_EXERCISE_:
Only lines with the word "EncodeError" are needed; collect each of them from the listing below.

::: RECORDS :::

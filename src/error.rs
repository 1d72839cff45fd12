use std::fmt;

use crate::source::SourceTag;

#[derive(Debug)]
pub enum SpillError {
    Exhausted { source: SourceTag, position: usize },
    DuplicateIdentifier(i64),
    Config(String),
    Stream(String),
    Serialization(Box<bincode::error::EncodeError>),
    Deserialization(Box<bincode::error::DecodeError>),
    Io(std::io::Error),
    Json(serde_json::Error),
}

impl fmt::Display for SpillError {
    fn fmt(&self, f: &mut fmt::Formatter<'_>) -> fmt::Result {
        match self {
            SpillError::Exhausted { source, position } => {
                write!(f, "{} stream exhausted at record {}", source, position)
            }
            SpillError::DuplicateIdentifier(id) => write!(f, "duplicate final event id {}", id),
            SpillError::Config(e) => write!(f, "Configuration error: {}", e),
            SpillError::Stream(e) => write!(f, "Stream error: {}", e),
            SpillError::Serialization(e) => write!(f, "Serialization error: {}", e),
            SpillError::Deserialization(e) => write!(f, "Deserialization error: {}", e),
            SpillError::Io(e) => write!(f, "IO error: {}", e),
            SpillError::Json(e) => write!(f, "JSON error: {}", e),
        }
    }
}

impl std::error::Error for SpillError {}

impl From<Box<bincode::error::EncodeError>> for SpillError {
    fn from(err: Box<bincode::error::EncodeError>) -> Self {
        SpillError::Serialization(err)
    }
}

impl From<bincode::error::EncodeError> for SpillError {
    fn from(err: bincode::error::EncodeError) -> Self {
        SpillError::Serialization(Box::new(err))
    }
}

impl From<Box<bincode::error::DecodeError>> for SpillError {
    fn from(err: Box<bincode::error::DecodeError>) -> Self {
        SpillError::Deserialization(err)
    }
}

impl From<bincode::error::DecodeError> for SpillError {
    fn from(err: bincode::error::DecodeError) -> Self {
        SpillError::Deserialization(Box::new(err))
    }
}

impl From<std::io::Error> for SpillError {
    fn from(err: std::io::Error) -> Self {
        SpillError::Io(err)
    }
}

impl From<serde_json::Error> for SpillError {
    fn from(err: serde_json::Error) -> Self {
        SpillError::Json(err)
    }
}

:::

_ANSWER SECTION_:
    Serialization(Box<bincode::error::EncodeError>),
impl From<Box<bincode::error::EncodeError>> for SpillError {
    fn from(err: Box<bincode::error::EncodeError>) -> Self {
impl From<bincode::error::EncodeError> for SpillError {
    fn from(err: bincode::error::EncodeError) -> Self {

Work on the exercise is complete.